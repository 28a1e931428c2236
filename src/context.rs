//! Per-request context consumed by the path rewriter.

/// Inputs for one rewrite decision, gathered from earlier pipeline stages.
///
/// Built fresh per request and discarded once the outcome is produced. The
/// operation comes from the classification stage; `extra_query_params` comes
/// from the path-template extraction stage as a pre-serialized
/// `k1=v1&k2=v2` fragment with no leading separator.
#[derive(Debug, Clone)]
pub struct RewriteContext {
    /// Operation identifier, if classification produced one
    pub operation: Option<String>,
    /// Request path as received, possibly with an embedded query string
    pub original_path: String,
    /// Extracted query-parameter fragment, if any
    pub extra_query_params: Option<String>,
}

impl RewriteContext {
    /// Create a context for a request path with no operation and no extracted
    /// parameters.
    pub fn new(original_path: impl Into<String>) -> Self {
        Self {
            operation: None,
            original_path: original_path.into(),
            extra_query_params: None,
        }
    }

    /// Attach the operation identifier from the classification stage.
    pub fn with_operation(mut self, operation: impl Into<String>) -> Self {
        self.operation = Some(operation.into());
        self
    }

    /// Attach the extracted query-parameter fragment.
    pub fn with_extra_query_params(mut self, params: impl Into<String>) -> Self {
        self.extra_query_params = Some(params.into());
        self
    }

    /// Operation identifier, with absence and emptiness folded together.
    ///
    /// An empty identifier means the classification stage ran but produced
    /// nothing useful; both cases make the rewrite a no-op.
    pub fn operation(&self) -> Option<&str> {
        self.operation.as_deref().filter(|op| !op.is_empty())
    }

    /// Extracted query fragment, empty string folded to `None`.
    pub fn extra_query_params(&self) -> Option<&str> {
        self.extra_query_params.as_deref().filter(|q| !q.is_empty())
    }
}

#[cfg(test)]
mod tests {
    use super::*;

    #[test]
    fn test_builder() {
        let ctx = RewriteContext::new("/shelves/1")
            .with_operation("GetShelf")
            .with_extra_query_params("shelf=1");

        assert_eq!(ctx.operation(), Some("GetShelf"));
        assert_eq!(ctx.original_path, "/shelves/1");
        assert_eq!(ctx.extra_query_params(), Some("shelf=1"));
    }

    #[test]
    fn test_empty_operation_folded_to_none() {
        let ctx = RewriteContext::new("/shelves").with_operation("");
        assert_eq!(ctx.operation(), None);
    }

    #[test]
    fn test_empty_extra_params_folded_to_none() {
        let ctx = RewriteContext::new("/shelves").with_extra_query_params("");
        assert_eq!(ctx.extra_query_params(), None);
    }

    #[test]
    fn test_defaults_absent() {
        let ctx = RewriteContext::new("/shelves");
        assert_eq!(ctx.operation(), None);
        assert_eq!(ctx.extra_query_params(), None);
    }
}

### Task details
Every line of the listing that holds "GetShelf" should be found and copied.

### Exercise output
            .with_operation("GetShelf")
        assert_eq!(ctx.operation(), Some("GetShelf"));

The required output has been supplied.